● **Data in this exercise**:
#####

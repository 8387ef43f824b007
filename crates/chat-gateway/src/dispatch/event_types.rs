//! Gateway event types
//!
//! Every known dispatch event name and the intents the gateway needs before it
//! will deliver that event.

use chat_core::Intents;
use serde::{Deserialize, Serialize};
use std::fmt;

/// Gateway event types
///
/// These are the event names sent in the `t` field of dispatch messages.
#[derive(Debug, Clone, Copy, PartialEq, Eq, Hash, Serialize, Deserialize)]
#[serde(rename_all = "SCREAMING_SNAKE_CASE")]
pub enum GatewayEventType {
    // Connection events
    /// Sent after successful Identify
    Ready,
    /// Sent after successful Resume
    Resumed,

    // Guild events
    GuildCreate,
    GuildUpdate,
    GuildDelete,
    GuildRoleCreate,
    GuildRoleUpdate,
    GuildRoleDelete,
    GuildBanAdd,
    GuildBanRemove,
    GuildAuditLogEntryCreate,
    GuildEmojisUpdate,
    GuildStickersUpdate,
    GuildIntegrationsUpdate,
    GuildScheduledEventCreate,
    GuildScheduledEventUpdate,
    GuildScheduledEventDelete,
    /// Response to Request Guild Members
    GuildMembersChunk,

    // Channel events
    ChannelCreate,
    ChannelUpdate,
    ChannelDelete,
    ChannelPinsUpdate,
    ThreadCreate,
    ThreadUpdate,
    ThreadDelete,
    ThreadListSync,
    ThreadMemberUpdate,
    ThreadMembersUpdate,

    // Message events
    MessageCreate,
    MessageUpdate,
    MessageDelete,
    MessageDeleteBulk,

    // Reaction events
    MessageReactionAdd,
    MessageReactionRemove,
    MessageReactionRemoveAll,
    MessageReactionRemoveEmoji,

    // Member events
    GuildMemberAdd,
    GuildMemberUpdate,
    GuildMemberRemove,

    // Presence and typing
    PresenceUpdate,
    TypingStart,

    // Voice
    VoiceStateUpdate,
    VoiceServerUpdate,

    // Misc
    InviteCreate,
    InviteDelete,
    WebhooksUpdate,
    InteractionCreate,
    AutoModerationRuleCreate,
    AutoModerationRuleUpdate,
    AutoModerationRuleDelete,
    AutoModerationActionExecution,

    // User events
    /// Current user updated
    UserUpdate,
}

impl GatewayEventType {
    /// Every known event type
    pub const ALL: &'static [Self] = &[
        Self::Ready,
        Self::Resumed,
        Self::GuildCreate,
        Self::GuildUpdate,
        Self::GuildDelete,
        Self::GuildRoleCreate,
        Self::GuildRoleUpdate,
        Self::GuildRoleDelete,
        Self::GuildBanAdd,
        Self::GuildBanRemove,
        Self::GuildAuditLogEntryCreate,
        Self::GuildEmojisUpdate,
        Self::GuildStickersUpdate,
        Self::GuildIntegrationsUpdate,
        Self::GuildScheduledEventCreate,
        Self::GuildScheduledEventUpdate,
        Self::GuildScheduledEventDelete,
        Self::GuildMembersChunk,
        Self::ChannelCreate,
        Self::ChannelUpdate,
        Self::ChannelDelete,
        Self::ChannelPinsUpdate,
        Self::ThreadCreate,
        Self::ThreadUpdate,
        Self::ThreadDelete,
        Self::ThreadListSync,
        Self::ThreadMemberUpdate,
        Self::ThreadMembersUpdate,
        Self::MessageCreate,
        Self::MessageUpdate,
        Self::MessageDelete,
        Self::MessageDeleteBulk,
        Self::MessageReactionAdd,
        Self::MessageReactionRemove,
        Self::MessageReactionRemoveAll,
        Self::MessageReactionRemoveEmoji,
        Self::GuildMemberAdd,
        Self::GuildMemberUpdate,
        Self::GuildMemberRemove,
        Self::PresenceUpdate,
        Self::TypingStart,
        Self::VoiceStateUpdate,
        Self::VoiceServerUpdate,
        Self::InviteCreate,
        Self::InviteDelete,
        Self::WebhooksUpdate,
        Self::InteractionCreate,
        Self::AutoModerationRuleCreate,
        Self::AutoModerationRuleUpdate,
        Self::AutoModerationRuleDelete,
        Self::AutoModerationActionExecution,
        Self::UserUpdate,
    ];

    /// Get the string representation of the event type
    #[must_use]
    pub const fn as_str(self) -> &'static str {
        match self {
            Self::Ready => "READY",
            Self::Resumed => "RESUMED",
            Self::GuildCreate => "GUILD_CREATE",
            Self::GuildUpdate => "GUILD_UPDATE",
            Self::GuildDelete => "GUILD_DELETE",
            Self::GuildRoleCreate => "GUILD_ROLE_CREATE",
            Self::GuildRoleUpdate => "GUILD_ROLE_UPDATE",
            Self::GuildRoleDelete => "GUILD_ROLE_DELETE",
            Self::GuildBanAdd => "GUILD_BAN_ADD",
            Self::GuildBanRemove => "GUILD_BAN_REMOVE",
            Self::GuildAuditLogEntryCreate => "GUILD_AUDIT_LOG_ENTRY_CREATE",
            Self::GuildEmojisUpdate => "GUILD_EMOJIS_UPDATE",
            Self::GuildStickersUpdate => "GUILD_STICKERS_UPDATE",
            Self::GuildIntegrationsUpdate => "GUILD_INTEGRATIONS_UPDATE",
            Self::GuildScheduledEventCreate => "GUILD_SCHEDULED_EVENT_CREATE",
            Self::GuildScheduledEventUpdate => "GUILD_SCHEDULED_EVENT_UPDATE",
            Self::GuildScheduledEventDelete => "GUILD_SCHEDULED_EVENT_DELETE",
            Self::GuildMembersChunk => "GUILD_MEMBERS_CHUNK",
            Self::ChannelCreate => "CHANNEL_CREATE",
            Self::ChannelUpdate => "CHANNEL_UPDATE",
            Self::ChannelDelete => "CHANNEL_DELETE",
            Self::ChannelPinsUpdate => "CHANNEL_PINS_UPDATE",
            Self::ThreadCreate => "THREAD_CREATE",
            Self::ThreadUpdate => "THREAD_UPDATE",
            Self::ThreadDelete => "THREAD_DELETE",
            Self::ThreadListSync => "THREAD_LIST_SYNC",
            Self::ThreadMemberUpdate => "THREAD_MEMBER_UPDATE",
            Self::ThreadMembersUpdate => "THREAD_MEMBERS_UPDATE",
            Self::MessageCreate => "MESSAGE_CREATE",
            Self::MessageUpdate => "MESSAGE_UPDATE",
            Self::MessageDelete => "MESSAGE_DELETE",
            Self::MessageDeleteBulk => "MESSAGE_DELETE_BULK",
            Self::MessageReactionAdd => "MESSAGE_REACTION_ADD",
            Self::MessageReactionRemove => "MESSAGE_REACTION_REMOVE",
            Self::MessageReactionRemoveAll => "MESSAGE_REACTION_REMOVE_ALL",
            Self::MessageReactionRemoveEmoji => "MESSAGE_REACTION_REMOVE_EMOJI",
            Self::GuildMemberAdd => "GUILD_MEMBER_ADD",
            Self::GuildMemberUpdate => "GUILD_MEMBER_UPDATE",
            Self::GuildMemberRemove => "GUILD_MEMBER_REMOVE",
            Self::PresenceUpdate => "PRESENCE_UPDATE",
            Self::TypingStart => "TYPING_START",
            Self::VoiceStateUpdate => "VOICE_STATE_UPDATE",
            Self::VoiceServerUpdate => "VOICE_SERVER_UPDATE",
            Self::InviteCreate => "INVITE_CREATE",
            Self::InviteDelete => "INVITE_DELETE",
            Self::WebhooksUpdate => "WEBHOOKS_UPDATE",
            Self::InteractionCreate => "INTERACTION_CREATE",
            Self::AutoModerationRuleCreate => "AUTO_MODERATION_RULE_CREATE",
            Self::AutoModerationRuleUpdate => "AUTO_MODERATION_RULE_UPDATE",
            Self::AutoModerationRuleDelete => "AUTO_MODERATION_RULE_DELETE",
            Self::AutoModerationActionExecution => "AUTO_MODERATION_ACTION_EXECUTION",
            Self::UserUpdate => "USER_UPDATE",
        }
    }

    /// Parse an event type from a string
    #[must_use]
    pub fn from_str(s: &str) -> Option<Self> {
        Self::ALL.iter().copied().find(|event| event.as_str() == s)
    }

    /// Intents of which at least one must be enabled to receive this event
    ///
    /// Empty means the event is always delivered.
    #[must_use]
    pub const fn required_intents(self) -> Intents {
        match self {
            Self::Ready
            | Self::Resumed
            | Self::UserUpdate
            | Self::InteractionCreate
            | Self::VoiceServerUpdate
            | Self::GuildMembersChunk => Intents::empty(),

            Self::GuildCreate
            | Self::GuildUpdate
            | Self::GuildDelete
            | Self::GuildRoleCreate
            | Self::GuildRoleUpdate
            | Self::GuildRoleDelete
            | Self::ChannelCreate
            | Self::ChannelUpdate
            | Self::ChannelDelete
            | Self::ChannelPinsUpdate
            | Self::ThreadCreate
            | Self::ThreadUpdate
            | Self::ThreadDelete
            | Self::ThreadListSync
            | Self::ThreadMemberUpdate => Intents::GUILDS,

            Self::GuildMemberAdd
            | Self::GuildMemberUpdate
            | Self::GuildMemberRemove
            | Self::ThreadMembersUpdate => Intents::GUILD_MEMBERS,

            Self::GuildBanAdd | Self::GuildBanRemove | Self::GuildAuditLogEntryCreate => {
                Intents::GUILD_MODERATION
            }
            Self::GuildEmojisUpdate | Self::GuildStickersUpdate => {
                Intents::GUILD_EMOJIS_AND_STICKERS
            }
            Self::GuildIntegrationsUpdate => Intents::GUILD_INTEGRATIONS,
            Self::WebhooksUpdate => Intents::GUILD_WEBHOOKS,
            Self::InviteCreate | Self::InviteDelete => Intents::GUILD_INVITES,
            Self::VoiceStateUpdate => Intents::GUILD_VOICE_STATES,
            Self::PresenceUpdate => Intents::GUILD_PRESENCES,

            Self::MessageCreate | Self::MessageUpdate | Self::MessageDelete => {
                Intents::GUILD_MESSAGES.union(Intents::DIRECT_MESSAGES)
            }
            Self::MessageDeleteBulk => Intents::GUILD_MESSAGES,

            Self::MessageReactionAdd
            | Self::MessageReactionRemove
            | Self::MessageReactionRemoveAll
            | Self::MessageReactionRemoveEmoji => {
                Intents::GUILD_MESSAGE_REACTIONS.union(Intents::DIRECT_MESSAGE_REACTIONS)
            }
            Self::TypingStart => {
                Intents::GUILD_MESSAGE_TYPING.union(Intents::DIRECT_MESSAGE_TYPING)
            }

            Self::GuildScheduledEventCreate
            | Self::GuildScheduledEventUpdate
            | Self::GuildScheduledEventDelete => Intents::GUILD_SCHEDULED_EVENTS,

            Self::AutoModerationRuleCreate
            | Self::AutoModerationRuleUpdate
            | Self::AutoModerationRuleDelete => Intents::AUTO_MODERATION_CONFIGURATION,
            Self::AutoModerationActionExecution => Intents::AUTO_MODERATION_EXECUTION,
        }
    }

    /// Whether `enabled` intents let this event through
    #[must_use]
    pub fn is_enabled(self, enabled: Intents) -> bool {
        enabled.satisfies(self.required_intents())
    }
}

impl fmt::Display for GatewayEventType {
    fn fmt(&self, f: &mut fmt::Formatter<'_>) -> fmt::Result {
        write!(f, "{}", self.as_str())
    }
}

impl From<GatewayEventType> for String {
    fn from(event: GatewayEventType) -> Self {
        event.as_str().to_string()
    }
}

#####

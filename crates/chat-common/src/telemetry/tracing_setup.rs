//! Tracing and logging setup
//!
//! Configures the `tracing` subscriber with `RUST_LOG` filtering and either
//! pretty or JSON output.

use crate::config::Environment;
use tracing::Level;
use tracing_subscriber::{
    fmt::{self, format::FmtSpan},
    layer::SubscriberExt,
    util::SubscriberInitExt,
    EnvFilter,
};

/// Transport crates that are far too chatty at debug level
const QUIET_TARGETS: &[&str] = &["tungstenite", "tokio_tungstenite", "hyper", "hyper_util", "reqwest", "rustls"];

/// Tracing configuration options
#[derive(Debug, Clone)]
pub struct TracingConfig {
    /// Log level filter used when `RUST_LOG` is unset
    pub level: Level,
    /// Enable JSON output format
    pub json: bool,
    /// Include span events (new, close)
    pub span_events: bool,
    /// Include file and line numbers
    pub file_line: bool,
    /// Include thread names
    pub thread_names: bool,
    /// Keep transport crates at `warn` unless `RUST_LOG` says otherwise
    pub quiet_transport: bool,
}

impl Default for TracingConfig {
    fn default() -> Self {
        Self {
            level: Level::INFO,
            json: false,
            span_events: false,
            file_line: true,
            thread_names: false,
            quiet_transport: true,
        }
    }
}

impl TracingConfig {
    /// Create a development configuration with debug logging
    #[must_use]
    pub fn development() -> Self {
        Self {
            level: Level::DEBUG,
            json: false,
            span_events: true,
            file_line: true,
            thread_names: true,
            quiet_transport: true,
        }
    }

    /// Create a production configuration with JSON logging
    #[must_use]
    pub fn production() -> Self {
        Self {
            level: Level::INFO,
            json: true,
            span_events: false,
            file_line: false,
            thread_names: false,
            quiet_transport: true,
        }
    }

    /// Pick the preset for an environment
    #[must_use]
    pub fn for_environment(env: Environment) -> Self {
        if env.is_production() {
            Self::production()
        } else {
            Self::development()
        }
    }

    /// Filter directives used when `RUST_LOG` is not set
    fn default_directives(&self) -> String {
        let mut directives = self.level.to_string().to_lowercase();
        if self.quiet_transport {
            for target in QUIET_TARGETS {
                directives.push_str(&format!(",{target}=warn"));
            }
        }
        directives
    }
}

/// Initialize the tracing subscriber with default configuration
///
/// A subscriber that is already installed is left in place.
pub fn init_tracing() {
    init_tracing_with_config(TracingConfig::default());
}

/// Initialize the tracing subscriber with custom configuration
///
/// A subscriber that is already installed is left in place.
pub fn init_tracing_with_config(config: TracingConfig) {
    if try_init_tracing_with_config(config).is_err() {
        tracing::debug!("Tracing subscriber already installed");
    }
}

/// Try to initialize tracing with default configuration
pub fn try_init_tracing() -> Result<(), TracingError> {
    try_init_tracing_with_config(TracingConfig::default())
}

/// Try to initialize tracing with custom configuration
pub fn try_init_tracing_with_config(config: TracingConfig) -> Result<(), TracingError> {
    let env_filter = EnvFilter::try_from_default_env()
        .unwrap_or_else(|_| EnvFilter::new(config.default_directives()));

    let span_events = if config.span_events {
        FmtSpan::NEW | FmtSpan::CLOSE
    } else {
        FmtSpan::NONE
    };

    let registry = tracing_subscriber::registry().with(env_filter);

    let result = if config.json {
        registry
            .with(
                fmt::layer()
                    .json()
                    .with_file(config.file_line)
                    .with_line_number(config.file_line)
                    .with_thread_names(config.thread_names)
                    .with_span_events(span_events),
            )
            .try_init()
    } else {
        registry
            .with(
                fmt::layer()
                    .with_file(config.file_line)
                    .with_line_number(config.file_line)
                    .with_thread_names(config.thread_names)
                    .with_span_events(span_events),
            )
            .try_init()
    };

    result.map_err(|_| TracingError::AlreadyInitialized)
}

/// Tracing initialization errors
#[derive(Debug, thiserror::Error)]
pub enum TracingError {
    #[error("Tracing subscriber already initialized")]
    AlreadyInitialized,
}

#####

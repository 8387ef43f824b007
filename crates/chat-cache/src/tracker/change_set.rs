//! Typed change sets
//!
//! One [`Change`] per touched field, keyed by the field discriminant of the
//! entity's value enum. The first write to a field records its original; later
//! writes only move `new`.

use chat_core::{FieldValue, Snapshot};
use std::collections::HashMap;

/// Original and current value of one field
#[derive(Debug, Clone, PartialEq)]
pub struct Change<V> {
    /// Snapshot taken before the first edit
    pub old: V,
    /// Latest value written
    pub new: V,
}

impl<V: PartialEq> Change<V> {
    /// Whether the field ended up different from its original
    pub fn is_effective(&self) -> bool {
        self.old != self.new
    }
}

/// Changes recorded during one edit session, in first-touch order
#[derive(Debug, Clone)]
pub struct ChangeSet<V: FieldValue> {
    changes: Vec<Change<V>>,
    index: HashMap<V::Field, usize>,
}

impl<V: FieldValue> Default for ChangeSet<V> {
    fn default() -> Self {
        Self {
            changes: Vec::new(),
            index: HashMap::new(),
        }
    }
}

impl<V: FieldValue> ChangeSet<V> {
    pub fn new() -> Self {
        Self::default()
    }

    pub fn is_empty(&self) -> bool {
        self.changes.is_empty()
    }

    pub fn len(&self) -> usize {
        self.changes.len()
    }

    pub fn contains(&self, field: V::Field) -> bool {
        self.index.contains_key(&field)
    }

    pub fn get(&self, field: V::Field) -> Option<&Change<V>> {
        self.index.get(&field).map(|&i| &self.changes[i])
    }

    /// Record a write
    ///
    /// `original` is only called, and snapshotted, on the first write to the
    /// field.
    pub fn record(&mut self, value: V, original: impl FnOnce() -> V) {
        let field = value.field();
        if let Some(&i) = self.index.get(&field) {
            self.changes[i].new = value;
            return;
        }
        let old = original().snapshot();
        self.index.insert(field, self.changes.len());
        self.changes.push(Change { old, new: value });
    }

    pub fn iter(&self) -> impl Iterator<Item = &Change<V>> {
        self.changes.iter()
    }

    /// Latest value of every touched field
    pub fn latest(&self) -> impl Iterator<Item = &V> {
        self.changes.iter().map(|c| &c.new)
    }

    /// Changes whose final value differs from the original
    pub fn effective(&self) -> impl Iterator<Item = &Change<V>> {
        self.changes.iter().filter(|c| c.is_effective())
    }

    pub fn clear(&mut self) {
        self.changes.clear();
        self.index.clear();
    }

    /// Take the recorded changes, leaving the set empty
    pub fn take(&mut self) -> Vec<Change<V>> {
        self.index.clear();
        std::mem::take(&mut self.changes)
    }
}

#####

Every line in the records above with "after" in it adds one to the count; give that count and nothing else.

2